「こんな自分、初めてです…!」
前髪を少し切ってもらっただけなのに、何だか世界が生まれ変わったみたいな気持ちになる……不思議…!
「前髪って結構変わるからね〜、うん、柚ちゃんはこっちのがダンゼン可愛いよ」
「あ、ありがとうございます…!」
照れくさかったけれどそれよりも嬉しさの方が勝り、私の口角は自然と上がっていた。
「っええ〜〜〜可愛い!超可愛い!!!」
完成を見せに行くと、待ってくれていた3人は口を揃えて褒めてくれた。
「こっちの方が100倍可愛い!!さすがうちのお姉ちゃん!」
……すごい、前髪ひとつでこんなに変わるなんて……!
何度もお姉さんにお礼を言いお店を出ると、玲可ちゃんがスマホの画面を私に見せてきた。

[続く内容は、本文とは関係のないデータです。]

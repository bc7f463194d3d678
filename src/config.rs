//! Endpoint constants and client configuration

use std::time::Duration;

/// OpenWeatherMap API root (current weather lives at `{base}/weather`)
pub const DEFAULT_BASE_URL: &str = "https://api.openweathermap.org/data/2.5";

/// City looked up on startup when none is given
pub const DEFAULT_CITY: &str = "nairobi";

/// Unit system sent with every request
pub const UNITS: &str = "metric";

const ICON_BASE_URL: &str = "https://openweathermap.org/img/wn";

/// Everything the API client needs to build a request
#[derive(Clone, Debug, PartialEq)]
pub struct ClientConfig {
    pub base_url: String,
    pub api_key: String,
    pub timeout: Option<Duration>,
}

impl ClientConfig {
    pub fn new(base_url: impl Into<String>, api_key: impl Into<String>) -> Self {
        Self {
            base_url: base_url.into().trim_end_matches('/').to_string(),
            api_key: api_key.into(),
            timeout: None,
        }
    }

    pub fn with_timeout(mut self, timeout: Duration) -> Self {
        self.timeout = Some(timeout);
        self
    }

    pub fn has_api_key(&self) -> bool {
        !self.api_key.trim().is_empty()
    }

    /// Current-weather URL for `city`: `{base}/weather?q=..&appid=..&units=metric`
    pub fn weather_url(&self, city: &str) -> String {
        format!(
            "{}/weather?q={}&appid={}&units={}",
            self.base_url,
            urlencoding::encode(city),
            urlencoding::encode(&self.api_key),
            UNITS
        )
    }
}

impl Default for ClientConfig {
    fn default() -> Self {
        Self::new(DEFAULT_BASE_URL, "")
    }
}

/// Image URL for an OpenWeather icon id (e.g. `04d`)
pub fn icon_url(icon: &str) -> String {
    format!("{ICON_BASE_URL}/{icon}@2x.png")
}

#[cfg(test)]
mod tests {
    use super::*;

    #[test]
    fn test_weather_url_shape() {
        let config = ClientConfig::new(DEFAULT_BASE_URL, "secret");
        assert_eq!(
            config.weather_url("Nairobi"),
            "https://api.openweathermap.org/data/2.5/weather?q=Nairobi&appid=secret&units=metric"
        );
    }

    #[test]
    fn test_weather_url_encodes_city() {
        let config = ClientConfig::new("http://localhost:9000/", "k");
        assert_eq!(
            config.weather_url("New York"),
            "http://localhost:9000/weather?q=New%20York&appid=k&units=metric"
        );
    }

    #[test]
    fn test_icon_url() {
        assert_eq!(
            icon_url("10d"),
            "https://openweathermap.org/img/wn/10d@2x.png"
        );
    }

    #[test]
    fn test_missing_api_key() {
        assert!(!ClientConfig::default().has_api_key());
        assert!(ClientConfig::new(DEFAULT_BASE_URL, "abc").has_api_key());
    }
}
//! OpenWeatherMap city lookup TUI
//!
//! This library exposes the app's modules for testing.

pub mod action;
pub mod api;
pub mod components;
pub mod config;
pub mod effect;
pub mod error;
pub mod icons;
pub mod logging;
pub mod reducer;
pub mod state;
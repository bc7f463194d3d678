//! Fetch error taxonomy

/// Fallback shown when a failure carries no message of its own
pub const GENERIC_FETCH_ERROR: &str = "Failed to fetch weather data";

#[derive(thiserror::Error, Debug, Clone, PartialEq)]
pub enum FetchError {
    #[error("Invalid API key. Please check your OpenWeather API key.")]
    InvalidApiKey,
    #[error("City {0}, not found. Please check your spelling")]
    CityNotFound(String),
    #[error("Weather service responded with HTTP {0}")]
    Status(u16),
    #[error("{0}")]
    Request(String),
    #[error("{0}")]
    Parse(String),
}

impl FetchError {
    /// Classify a non-success HTTP status for a lookup of `city`.
    pub fn from_status(status: u16, city: &str) -> Self {
        match status {
            401 => FetchError::InvalidApiKey,
            404 => FetchError::CityNotFound(city.to_string()),
            other => FetchError::Status(other),
        }
    }

    /// Text for the error panel.
    pub fn user_message(&self) -> String {
        let message = self.to_string();
        if message.trim().is_empty() {
            GENERIC_FETCH_ERROR.to_string()
        } else {
            message
        }
    }
}

#[cfg(test)]
mod tests {
    use super::*;

    #[test]
    fn test_unauthorized_message() {
        assert_eq!(
            FetchError::from_status(401, "Paris").user_message(),
            "Invalid API key. Please check your OpenWeather API key."
        );
    }

    #[test]
    fn test_not_found_includes_city() {
        assert_eq!(
            FetchError::from_status(404, "Atlantis").user_message(),
            "City Atlantis, not found. Please check your spelling"
        );
    }

    #[test]
    fn test_other_status_is_an_error() {
        let err = FetchError::from_status(503, "Oslo");
        assert_eq!(err, FetchError::Status(503));
        assert_eq!(
            err.user_message(),
            "Weather service responded with HTTP 503"
        );
    }

    #[test]
    fn test_empty_message_falls_back() {
        assert_eq!(
            FetchError::Request(String::new()).user_message(),
            GENERIC_FETCH_ERROR
        );
        assert_eq!(
            FetchError::Parse("missing field `main`".into()).user_message(),
            "missing field `main`"
        );
    }
}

「さっき柚待ってる時に3人で調べたんだけど、ここ行かない?SNSでめっちゃ有名なオムライス」
映っていたのは、デミグラスソースがかかった大きなオムライス。
「美味しそう…!」
「柚がより一層可愛くなったことだし、ここでお昼食べよ!」
「私、道案内するね」
「ありがとう!」
百叶先導で、そのお店へはすぐに到着した。
混んでいたけれど座席数が多かったので、少し待てば中に入れた。
そして全員が同じ、人気ナンバー1のデミグラスオムライスを注文した。